== Exercise ==
Each line of the records that includes "PipelineError" should be found and copied.
┌────────
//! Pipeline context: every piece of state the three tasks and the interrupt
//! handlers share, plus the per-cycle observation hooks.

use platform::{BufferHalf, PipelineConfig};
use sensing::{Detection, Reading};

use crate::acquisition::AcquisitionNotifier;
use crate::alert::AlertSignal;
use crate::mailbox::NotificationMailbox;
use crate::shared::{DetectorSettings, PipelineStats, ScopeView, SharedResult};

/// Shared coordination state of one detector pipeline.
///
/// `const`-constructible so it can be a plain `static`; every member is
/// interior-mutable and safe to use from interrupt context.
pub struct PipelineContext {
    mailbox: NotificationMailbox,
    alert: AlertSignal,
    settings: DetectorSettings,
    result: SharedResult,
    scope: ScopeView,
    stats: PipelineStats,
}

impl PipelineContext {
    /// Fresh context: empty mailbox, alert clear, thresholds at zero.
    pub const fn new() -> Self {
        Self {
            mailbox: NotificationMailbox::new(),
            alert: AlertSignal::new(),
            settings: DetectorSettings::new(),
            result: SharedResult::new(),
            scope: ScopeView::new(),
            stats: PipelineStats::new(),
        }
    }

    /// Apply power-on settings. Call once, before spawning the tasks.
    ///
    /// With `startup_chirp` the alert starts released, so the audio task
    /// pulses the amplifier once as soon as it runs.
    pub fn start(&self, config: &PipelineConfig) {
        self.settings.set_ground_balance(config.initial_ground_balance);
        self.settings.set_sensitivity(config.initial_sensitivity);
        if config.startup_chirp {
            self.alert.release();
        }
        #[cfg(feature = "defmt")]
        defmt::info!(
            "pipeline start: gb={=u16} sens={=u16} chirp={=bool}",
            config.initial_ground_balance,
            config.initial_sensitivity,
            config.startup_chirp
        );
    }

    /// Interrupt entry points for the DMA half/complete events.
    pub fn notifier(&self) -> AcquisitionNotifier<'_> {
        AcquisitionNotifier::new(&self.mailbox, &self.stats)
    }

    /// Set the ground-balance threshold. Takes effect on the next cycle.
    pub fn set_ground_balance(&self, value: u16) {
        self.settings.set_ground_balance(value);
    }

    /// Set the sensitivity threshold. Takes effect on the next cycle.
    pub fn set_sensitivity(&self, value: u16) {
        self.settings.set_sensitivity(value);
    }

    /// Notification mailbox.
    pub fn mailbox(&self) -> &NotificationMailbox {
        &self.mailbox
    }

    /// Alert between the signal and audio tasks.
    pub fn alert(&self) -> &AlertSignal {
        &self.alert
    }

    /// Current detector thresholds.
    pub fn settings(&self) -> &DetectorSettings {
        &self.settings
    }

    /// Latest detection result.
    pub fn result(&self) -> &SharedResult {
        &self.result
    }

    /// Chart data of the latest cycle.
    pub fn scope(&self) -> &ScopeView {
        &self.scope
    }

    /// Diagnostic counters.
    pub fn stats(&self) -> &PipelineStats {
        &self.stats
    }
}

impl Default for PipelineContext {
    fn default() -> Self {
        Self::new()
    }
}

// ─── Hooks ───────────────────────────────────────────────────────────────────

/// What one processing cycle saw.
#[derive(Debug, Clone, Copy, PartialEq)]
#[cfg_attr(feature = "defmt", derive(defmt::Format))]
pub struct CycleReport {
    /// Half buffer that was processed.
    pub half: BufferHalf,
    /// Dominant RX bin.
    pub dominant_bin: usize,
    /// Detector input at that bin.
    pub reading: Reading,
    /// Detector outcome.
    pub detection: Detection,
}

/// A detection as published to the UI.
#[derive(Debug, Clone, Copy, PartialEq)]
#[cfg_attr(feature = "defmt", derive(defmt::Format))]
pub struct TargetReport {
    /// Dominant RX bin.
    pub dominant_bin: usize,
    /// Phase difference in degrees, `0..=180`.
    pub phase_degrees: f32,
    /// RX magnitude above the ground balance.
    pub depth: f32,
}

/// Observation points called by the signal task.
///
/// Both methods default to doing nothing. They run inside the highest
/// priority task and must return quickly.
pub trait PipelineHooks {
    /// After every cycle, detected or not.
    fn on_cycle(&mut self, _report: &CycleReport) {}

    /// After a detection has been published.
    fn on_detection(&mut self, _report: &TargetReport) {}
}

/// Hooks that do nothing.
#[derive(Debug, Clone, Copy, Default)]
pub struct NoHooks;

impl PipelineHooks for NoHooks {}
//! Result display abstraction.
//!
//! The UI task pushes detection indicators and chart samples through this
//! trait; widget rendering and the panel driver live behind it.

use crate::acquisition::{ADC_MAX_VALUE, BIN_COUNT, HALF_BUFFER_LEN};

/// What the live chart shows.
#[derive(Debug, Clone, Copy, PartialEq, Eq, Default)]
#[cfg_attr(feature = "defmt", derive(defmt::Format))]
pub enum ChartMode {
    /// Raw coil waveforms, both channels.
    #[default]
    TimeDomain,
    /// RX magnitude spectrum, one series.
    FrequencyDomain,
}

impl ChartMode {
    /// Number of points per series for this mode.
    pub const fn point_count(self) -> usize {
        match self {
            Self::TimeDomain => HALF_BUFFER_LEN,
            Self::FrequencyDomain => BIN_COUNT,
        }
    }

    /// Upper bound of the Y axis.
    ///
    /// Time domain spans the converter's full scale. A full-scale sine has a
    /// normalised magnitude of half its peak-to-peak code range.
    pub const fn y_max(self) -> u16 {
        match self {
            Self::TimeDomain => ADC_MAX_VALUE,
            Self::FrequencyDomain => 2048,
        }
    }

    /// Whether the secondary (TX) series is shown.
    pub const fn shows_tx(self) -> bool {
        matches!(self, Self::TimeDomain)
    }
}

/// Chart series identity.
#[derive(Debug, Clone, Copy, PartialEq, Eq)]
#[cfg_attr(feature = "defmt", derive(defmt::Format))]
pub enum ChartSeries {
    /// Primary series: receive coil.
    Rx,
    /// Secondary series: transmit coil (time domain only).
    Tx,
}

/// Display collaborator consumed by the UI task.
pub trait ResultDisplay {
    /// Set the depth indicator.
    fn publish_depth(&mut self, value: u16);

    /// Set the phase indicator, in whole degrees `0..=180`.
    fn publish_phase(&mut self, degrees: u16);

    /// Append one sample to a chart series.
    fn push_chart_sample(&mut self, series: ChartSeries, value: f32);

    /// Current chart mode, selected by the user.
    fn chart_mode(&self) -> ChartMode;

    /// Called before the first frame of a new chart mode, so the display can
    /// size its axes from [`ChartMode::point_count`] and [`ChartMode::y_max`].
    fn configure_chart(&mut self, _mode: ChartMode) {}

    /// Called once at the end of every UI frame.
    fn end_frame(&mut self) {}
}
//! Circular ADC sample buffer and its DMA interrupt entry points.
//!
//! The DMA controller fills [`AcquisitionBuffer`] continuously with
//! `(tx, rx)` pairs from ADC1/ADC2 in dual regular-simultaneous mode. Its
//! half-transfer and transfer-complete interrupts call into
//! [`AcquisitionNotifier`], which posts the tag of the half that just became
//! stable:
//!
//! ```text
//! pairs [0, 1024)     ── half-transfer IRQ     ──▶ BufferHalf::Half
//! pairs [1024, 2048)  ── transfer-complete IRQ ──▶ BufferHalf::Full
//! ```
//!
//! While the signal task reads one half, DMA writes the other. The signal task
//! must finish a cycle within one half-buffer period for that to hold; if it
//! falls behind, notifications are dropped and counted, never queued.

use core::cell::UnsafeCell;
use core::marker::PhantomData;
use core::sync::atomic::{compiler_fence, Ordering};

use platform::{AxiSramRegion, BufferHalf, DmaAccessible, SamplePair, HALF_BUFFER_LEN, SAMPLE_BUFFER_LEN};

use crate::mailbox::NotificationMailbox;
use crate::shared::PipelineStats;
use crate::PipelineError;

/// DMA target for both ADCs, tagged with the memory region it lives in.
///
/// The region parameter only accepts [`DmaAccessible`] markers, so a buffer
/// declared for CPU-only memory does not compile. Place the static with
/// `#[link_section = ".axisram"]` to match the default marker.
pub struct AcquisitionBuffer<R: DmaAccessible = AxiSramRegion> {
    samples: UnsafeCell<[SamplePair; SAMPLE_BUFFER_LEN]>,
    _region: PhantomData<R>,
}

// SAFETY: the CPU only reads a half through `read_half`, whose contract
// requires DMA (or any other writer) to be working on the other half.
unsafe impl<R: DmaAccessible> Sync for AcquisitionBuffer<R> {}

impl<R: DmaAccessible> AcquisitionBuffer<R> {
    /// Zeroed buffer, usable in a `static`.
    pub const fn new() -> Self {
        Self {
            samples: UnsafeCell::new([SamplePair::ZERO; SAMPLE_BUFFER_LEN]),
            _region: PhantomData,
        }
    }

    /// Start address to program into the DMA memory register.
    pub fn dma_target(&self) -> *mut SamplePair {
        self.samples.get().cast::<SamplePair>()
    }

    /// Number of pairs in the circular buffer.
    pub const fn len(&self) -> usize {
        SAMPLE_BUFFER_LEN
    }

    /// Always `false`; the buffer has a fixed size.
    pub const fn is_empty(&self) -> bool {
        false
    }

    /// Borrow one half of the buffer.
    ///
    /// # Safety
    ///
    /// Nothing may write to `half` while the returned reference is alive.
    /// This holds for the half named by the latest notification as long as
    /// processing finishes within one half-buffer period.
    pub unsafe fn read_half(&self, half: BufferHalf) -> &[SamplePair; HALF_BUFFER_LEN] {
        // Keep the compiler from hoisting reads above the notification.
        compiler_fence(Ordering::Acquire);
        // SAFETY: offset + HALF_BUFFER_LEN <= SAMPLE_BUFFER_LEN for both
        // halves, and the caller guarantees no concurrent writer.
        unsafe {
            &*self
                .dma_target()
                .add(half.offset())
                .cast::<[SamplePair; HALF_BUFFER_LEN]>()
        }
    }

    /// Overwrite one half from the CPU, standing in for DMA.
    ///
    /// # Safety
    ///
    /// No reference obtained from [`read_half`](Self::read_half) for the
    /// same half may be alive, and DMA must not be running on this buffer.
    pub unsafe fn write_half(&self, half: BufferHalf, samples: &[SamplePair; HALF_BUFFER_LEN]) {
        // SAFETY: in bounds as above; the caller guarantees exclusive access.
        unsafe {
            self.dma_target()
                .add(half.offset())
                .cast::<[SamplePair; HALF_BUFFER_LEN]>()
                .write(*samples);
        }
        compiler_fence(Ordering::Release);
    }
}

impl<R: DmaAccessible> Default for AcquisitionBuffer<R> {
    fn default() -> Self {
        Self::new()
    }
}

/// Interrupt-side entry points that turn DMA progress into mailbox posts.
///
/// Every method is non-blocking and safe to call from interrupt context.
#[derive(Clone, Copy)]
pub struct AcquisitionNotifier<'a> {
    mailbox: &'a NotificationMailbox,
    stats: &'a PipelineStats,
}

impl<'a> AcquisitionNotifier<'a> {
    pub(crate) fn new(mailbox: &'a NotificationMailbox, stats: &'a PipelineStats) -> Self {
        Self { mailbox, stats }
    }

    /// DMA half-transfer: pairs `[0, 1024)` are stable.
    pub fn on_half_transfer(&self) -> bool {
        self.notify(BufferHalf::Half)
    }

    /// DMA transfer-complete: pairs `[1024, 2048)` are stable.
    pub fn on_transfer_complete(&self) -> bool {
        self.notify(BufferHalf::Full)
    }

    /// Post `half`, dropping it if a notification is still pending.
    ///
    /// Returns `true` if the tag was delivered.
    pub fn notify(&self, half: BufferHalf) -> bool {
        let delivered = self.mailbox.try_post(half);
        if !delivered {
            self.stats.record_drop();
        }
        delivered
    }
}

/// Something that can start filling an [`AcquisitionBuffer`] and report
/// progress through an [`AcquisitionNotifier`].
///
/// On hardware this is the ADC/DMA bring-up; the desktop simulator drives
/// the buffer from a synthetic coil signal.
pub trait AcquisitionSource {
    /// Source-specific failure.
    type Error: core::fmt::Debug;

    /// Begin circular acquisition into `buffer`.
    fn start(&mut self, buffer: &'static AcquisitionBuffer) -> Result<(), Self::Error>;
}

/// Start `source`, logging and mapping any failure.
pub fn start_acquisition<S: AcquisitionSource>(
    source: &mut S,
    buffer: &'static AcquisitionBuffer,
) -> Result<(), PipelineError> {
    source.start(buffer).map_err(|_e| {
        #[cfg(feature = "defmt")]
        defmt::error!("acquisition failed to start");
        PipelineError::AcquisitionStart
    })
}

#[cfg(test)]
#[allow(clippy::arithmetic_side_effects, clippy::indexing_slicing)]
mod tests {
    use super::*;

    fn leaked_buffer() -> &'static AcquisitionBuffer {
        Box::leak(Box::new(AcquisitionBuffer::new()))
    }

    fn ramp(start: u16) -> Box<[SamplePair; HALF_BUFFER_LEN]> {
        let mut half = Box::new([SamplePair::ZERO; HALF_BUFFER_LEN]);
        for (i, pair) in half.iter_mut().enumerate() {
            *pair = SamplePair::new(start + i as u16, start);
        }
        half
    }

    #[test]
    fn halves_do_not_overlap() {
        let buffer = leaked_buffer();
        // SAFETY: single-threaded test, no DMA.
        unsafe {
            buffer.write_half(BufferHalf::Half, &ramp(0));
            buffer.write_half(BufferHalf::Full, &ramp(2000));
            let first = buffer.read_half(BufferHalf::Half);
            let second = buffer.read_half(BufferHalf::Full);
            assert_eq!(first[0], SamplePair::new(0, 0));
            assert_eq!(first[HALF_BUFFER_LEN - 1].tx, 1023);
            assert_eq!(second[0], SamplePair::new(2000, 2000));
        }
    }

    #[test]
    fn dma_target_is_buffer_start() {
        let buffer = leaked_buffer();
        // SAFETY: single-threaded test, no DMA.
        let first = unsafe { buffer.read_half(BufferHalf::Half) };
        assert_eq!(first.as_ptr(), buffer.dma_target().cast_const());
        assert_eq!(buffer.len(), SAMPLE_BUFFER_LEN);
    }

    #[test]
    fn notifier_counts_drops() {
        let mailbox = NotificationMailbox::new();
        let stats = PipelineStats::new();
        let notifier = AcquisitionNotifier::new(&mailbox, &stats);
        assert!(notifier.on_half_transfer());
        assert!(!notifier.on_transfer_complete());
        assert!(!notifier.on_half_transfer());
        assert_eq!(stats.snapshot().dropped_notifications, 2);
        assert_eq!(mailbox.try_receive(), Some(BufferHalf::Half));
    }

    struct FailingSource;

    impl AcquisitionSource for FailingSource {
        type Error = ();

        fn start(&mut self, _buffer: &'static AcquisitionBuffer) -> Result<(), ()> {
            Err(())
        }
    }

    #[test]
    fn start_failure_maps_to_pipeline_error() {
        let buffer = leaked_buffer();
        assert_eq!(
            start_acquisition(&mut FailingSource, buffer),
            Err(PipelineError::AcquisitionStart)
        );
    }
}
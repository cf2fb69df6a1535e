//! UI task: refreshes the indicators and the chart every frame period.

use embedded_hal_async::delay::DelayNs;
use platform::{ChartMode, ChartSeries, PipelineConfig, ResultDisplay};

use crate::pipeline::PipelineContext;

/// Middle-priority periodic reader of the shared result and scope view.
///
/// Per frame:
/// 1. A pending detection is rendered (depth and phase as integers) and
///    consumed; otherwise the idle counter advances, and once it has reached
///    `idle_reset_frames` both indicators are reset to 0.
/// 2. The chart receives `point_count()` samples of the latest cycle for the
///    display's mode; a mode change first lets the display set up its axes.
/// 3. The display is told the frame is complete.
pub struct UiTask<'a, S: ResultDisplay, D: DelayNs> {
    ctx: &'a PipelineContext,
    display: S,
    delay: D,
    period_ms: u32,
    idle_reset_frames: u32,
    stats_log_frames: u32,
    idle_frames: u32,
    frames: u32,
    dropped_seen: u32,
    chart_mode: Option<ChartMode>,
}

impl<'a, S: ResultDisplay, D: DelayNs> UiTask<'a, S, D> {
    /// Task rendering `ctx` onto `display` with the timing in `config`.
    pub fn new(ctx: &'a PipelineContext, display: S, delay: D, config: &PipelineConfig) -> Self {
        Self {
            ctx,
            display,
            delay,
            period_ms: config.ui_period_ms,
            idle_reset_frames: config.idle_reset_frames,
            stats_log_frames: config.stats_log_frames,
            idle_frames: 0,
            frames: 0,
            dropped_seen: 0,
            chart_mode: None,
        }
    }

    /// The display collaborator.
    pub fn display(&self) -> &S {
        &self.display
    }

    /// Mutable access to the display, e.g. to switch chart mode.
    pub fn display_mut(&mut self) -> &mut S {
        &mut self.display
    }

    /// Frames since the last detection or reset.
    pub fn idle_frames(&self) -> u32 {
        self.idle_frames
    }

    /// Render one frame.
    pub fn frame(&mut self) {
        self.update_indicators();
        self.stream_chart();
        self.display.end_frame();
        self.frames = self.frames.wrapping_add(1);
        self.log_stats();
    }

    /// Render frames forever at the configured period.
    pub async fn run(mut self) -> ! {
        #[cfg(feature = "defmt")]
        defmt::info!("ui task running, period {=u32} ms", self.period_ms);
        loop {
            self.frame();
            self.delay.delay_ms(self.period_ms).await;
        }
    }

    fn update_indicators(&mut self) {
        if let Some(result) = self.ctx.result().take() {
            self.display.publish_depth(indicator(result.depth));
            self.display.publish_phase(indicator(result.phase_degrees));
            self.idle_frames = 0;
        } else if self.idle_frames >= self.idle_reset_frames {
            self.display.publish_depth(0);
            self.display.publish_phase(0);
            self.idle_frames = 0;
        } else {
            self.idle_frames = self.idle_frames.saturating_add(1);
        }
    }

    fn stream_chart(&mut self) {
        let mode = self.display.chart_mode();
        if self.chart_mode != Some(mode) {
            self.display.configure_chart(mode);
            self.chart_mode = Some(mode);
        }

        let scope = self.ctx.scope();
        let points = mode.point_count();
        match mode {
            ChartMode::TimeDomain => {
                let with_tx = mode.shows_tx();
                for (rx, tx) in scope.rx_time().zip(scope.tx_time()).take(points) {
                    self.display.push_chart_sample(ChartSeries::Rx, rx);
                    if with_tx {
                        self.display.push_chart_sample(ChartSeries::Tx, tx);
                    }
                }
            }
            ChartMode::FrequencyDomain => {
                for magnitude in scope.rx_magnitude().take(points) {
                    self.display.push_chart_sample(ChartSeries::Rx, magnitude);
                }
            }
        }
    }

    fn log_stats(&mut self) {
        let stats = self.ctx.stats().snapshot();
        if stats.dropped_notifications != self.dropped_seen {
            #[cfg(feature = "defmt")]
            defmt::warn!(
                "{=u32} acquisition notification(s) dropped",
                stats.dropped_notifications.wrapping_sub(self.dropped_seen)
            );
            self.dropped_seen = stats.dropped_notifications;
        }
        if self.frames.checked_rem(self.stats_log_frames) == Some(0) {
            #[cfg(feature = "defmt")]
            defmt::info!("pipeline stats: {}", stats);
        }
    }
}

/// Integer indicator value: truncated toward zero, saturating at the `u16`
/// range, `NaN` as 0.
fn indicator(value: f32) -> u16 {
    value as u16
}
└────────
== Exercise output ==
use crate::PipelineError;
) -> Result<(), PipelineError> {
        PipelineError::AcquisitionStart
            Err(PipelineError::AcquisitionStart)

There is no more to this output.